● **Exercise**
The lines from the start of the data through the line containing "transport layer as a" are to be reproduced exactly, both ends included.

[Stored data entries]
◆ ◆ ◆ ◆ ◆ ◆ ◆

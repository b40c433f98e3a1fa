//! Error types for the turn orchestration core.

use safar_core::error::SafarError;

/// Errors from the assistant pipeline.
///
/// Only `MissingBookingDetails` ever reaches the transport layer as a
/// rejection; the orchestrator maps everything else to a degraded but
/// well-formed reply.
#[derive(Debug, thiserror::Error)]
pub enum AssistantError {
    #[error("booking details are required")]
    MissingBookingDetails,
    #[error("audio decode failed: {0}")]
    AudioDecode(String),
    #[error("gateway error: {0}")]
    Gateway(String),
    #[error("no JSON payload found in model output")]
    ExtractionFailed,
}

impl From<AssistantError> for SafarError {
    fn from(err: AssistantError) -> Self {
        match err {
            AssistantError::MissingBookingDetails => {
                SafarError::Api("booking details are required".to_string())
            }
            AssistantError::AudioDecode(msg) => SafarError::Audio(msg),
            AssistantError::Gateway(msg) => SafarError::Gateway(msg),
            AssistantError::ExtractionFailed => {
                SafarError::Extraction("no JSON payload found in model output".to_string())
            }
        }
    }
}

◆ ◆ ◆ ◆ ◆ ◆ ◆

● **Answer space**
repository b40c433f98e3a1fa
//! Error types for the turn orchestration core.

use safar_core::error::SafarError;

/// Errors from the assistant pipeline.
///
/// Only `MissingBookingDetails` ever reaches the transport layer as a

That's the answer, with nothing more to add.